No le hizo ninguna indicación de que se sentara, de modo que Brunetti, aunque se aproximó a ella, permaneció de pie.

– Me gustaría hablar con algunas de las personas que mejor conocieron a la signora Altavilla.

– Debe usted comprender que su deseo tiene poco sentido para mí -dijo. Como Brunetti no respondió, añadió-: Como también su curiosidad por ella.

– Para mí sí tiene sentido, madre.

– ¿Por qué?

Le salió antes de pararse a pensarlo:

– Siento curiosidad por la causa de su ataque al corazón. -Antes de que la monja pudiera preguntarle algo Brunetti continuó-: No cabe duda de que falleció de un ataque al corazón, y el doctor afirma que fue muy rápido. -Vio que ella cerraba los ojos y asentía, como si diera las gracias porque se le hubiera concedido algo que deseaba-. Pero me gustaría asegurarme de que el ataque al corazón fue…, que no fue inducido por algo. O sea desagradable.

– Siéntese, commissario -lo invitó. Cuando lo hubo hecho, dijo-: Usted se da cuenta de lo que acaba de decir, claro está.

– Sí.

– Si la causa del ataque al corazón de Costanza, que en paz descanse, fuera, como usted dice -empezó, e hizo una pausa antes de permitirse repetir la palabra- desagradable, habría razón para esto. Y si ha venido aquí en busca de esa razón, es posible que usted crea que la va a encontrar en lo que le dijo alguna de las personas con las que ella trabajaba.

– Es verdad -admitió, impresionado por la agudeza de la monja.

– Y si es verdad, entonces esa persona podría estar igualmente en peligro.

– Ciertamente, también es posible, pero creo que dependería de lo que le dijera, madre -dijo, tras decidir que no tenía otra elección que confiar en ella-. Ignoro lo que sucedió, y reconozco que es una tontería reconocer que todo cuanto tengo es una extraña sensación de que algo no encaja en esa muerte…

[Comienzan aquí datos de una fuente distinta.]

impl Game {
    // -----------------------------------------------------------------
    // Constructors
    // -----------------------------------------------------------------

    /// A new game from the standard starting position, minimal rules.
    pub fn new() -> Self {
        Self::with_rules(RuleSet::default())
    }

    /// A new game from the standard starting position.
    pub fn with_rules(rules: RuleSet) -> Self {
        Self::from_board(Board::starting(rules), None)
    }

    /// A game starting from a FEN position.
    pub fn from_fen(fen: &str, rules: RuleSet) -> Result<Self, ChessError> {
        let board = Board::from_fen(fen, rules)?;
        Ok(Self::from_board(board, Some(fen.trim().to_string())))
    }

    fn from_board(board: Board, starting_fen: Option<String>) -> Self {
        Game {
            board,
            history: Vec::new(),
            captured: CapturedPieces::default(),
            white_player: "Player".into(),
            black_player: "Player".into(),
            created_at: Utc::now(),
            starting_fen,
        }
    }

    /// Replace the position with a FEN, clearing history and captures.
    /// On error the game is left untouched.
    pub fn load_fen(&mut self, fen: &str) -> Result<(), ChessError> {
        let board = Board::from_fen(fen, self.board.rules)?;
        self.board = board;
        self.history.clear();
        self.captured = CapturedPieces::default();
        self.starting_fen = Some(fen.trim().to_string());
        Ok(())
    }

    /// Back to the standard starting position under the same rules.
    pub fn reset(&mut self) {
        self.board = Board::starting(self.board.rules);
        self.history.clear();
        self.captured = CapturedPieces::default();
        self.starting_fen = None;
    }

    // -----------------------------------------------------------------
    // Accessors
    // -----------------------------------------------------------------

    /// Current board position.
    pub fn position(&self) -> &Board {
        &self.board
    }

    pub fn rules(&self) -> RuleSet {
        self.board.rules
    }

    /// Side to move.
    pub fn turn(&self) -> Color {
        self.board.side_to_move
    }

    /// Piece on a square.
    pub fn get(&self, sq: Square) -> Option<Piece> {
        self.board.get(sq)
    }

    /// Completed moves, oldest first.
    pub fn history(&self) -> &[MoveResult] {
        &self.history
    }

    /// History as SAN strings.
    pub fn history_san(&self) -> Vec<String> {
        self.history.iter().map(|r| r.san.clone()).collect()
    }

    pub fn captured_pieces(&self) -> &CapturedPieces {
        &self.captured
    }

    /// The FEN this game was set up from, if not the standard start.
    pub fn starting_fen(&self) -> Option<&str> {
        self.starting_fen.as_deref()
    }

    /// ⌊plies / 2⌋ + 1.
    pub fn fullmove_number(&self) -> usize {
        self.history.len() / 2 + 1
    }

    /// Current position as FEN.
    pub fn fen(&self) -> String {
        self.board.to_fen(self.fullmove_number())
    }

    /// Minimal PGN of the game so far.
    pub fn pgn(&self) -> String {
        crate::engine::pgn::to_pgn(self)
    }

    /// Fingerprints of every position recorded in history, oldest first.
    pub(crate) fn position_keys(&self) -> impl Iterator<Item = u64> + '_ {
        self.history.iter().map(|r| r.key)
    }

    // -----------------------------------------------------------------
    // Move queries
    // -----------------------------------------------------------------

    /// Legal moves for the side to move, optionally only from `square`.
    pub fn moves(&self, square: Option<Square>) -> Vec<Move> {
        match square {
            Some(sq) => movegen::legal_moves_from(&self.board, sq),
            None => movegen::legal_moves(&self.board),
        }
    }

    /// All legal moves for the side to move.
    pub fn legal_moves(&self) -> Vec<Move> {
        self.moves(None)
    }

    /// Destination squares reachable from `square`, without duplicates.
    pub fn move_targets(&self, square: Square) -> Vec<Square> {
        let mut targets: Vec<Square> = self.moves(Some(square)).iter().map(|m| m.to).collect();
        targets.dedup();
        targets
    }

    /// Distinct destinations of `color`'s legal moves.
    pub fn attacked_squares(&self, color: Color) -> Vec<Square> {
        let mut seen = [false; 64];
        let mut squares = Vec::new();
        for mv in movegen::legal_moves_for(&self.board, color) {
            if !seen[mv.to.index()] {
                seen[mv.to.index()] = true;
                squares.push(mv.to);
            }
        }
        squares
    }

    /// Would this request be accepted? Runs on a throwaway copy.
    pub fn is_legal_move(&self, request: &MoveRequest) -> bool {
        self.clone().try_move(request).is_ok()
    }

    // -----------------------------------------------------------------
    // Making moves
    // -----------------------------------------------------------------

    /// Play a move. `None` means no move was made; the reason is logged.
    pub fn make_move(&mut self, request: &MoveRequest) -> Option<MoveResult> {
        self.try_move(request)
            .inspect_err(|e| debug!(from = %request.from, to = %request.to, "move rejected: {e}"))
            .ok()
    }

    /// Play a move given in SAN. `None` means no move was made.
    pub fn make_san(&mut self, text: &str) -> Option<MoveResult> {
        self.try_move_san(text)
            .inspect_err(|e| debug!(san = text, "move rejected: {e}"))
            .ok()
    }

    /// Play a move given in SAN, reporting why it was rejected.
    pub fn try_move_san(&mut self, text: &str) -> Result<MoveResult, ChessError> {
        let mv = san::parse_san(&self.board, text)?;
        Ok(self.push(mv))
    }

    /// Validate and play a move, reporting why it was rejected.
    pub fn try_move(&mut self, request: &MoveRequest) -> Result<MoveResult, ChessError> {
        let mv = self.resolve(request)?;
        Ok(self.push(mv))
    }

    /// Match a request against the legal moves, in the order a player
    /// would hear about the problem.
    fn resolve(&self, request: &MoveRequest) -> Result<Move, ChessError> {
        let board = &self.board;
        let turn = board.side_to_move;
        let (from, to) = (request.from, request.to);

        let piece = board.get(from).ok_or(ChessError::EmptySquare(from))?;
        if piece.color != turn {
            return Err(ChessError::WrongTurn {
                square: from,
                color: piece.color,
                turn,
            });
        }
        if board.get(to).is_some_and(|p| p.color == turn) {
            return Err(ChessError::OwnPieceCapture { to });
        }

        let promotion = if board.rules.is_standard() {
            match request.promotion {
                Some(pt) if !pt.is_promotion_target() => {
                    return Err(ChessError::InvalidPromotion(pt.to_string()));
                }
                Some(pt) => Some(pt),
                None => Some(PieceType::Queen),
            }
        } else {
            None
        };

        let candidate = movegen::pseudo_legal_moves_from(board, from)
            .into_iter()
            .find(|m| m.to == to && (m.promotion.is_none() || m.promotion == promotion))
            .ok_or(ChessError::IllegalMove {
                piece: piece.kind,
                from,
                to,
            })?;

        if !movegen::is_safe(board, candidate) {
            return Err(ChessError::LeavesKingInCheck { from, to });
        }
        Ok(candidate)
    }

    /// Apply a move known to be legal and record it.
    fn push(&mut self, mv: Move) -> MoveResult {
        let legal = movegen::legal_moves(&self.board);
        let mut notation = san::move_to_san(&self.board, mv, &legal);

        let mover = self.board.get(mv.from);
        let color = self.board.side_to_move;
        let undo = movegen::apply_move(&mut self.board, mv);
        notation.push_str(san::check_suffix(&self.board));

        let captured = undo.captured.map(|p| p.kind);
        if let Some(kind) = captured {
            self.captured.list_mut(!color).push(kind);
        }

        let promotion = match (mover, self.board.get(mv.to)) {
            (Some(before), Some(after)) if before.kind != after.kind => Some(after.kind),
            _ => None,
        };

        let plies = self.history.len() + 1;
        let result = MoveResult {
            from: mv.from,
            to: mv.to,
            piece: mover.map_or(PieceType::Pawn, |p| p.kind),
            color,
            captured,
            promotion,
            san: notation,
            fen: self.board.to_fen(plies / 2 + 1),
            mv,
            undo,
            key: self.board.zobrist(),
        };
        self.history.push(result.clone());
        result
    }

    // -----------------------------------------------------------------
    // Undo
    // -----------------------------------------------------------------

    /// Take back the last move. `None` when there is nothing to undo.
    pub fn undo(&mut self) -> Option<MoveResult> {
        self.try_undo().ok()
    }

    /// Take back the last move, or `NothingToUndo`.
    pub fn try_undo(&mut self) -> Result<MoveResult, ChessError> {
        let record = self.history.pop().ok_or(ChessError::NothingToUndo)?;
        movegen::revert_move(&mut self.board, record.mv, &record.undo);
        if record.captured.is_some() {
            self.captured.list_mut(!record.color).pop();
        }
        Ok(record)
    }

    // -----------------------------------------------------------------
    // Status
    // -----------------------------------------------------------------

    /// Current status, derived from the board and history.
    pub fn status(&self) -> GameStatus {
        status::classify(&self.board, self.is_threefold_repetition())
    }

    /// Is the side to move in check?
    pub fn in_check(&self) -> bool {
        attacks::in_check(&self.board, self.board.side_to_move)
    }

    pub fn is_checkmate(&self) -> bool {
        self.status() == GameStatus::Checkmate
    }

    pub fn is_stalemate(&self) -> bool {
        self.status() == GameStatus::Stalemate
    }

    /// Stalemate, insufficient material, or threefold repetition.
    pub fn is_draw(&self) -> bool {
        self.status().is_draw()
    }

    pub fn is_game_over(&self) -> bool {
        self.status().is_game_over()
    }

    pub fn is_insufficient_material(&self) -> bool {
        status::is_insufficient_material(&self.board)
    }

    /// Three recorded moves leading to the same position (placement, side,
    /// castling, en passant; counters ignored).
    pub fn is_threefold_repetition(&self) -> bool {
        status::has_threefold(self.history.iter().map(|r| position_part(&r.fen)))
    }

    /// Material per side on the 1/3/3/5/9 scale.
    pub fn material_count(&self) -> MaterialCount {
        let mut count = MaterialCount::default();
        for (_, piece) in self.board.pieces() {
            match piece.color {
                Color::White => count.white += piece.kind.points(),
                Color::Black => count.black += piece.kind.points(),
            }
        }
        count
    }

    // -----------------------------------------------------------------
    // Board array (for presentation layers)
    // -----------------------------------------------------------------

    /// 8×8 board, rank 8 first, `None` for empty squares.
    pub fn board(&self) -> [[Option<Piece>; 8]; 8] {
        self.board.board_array()
    }
}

Consciente de no haber dicho nada sobre las marcas en el cuerpo, Brunetti se preguntó si sería peor mentir a una monja que a cualquier otra clase de persona, pero decidió que no.

– ¿Significa eso que usted no está aquí…? ¿Cómo lo diría? Que no está aquí oficialmente.

Pareció complacida por haber dado con la palabra.

– No lo estoy -tuvo que admitir-. Tan sólo quiero procurar algo de tranquilidad mental a su hijo -añadió.

Eso era verdad, pero no toda la verdad.

– Comprendo.

Lo sorprendió porque abrió el libro que tenía en el regazo y volvió a fijar la atención en él. Brunetti permaneció sentado en silencio durante un tiempo que se prolongó hasta convertirse en minutos y, luego, en más minutos.

Finalmente acercó el libro a su rostro y pareció leer en voz alta: «Los ojos del Señor están en todas partes, contemplando el mal y el bien.» Bajó el libro y se quedó mirando a Brunetti por encima de las páginas.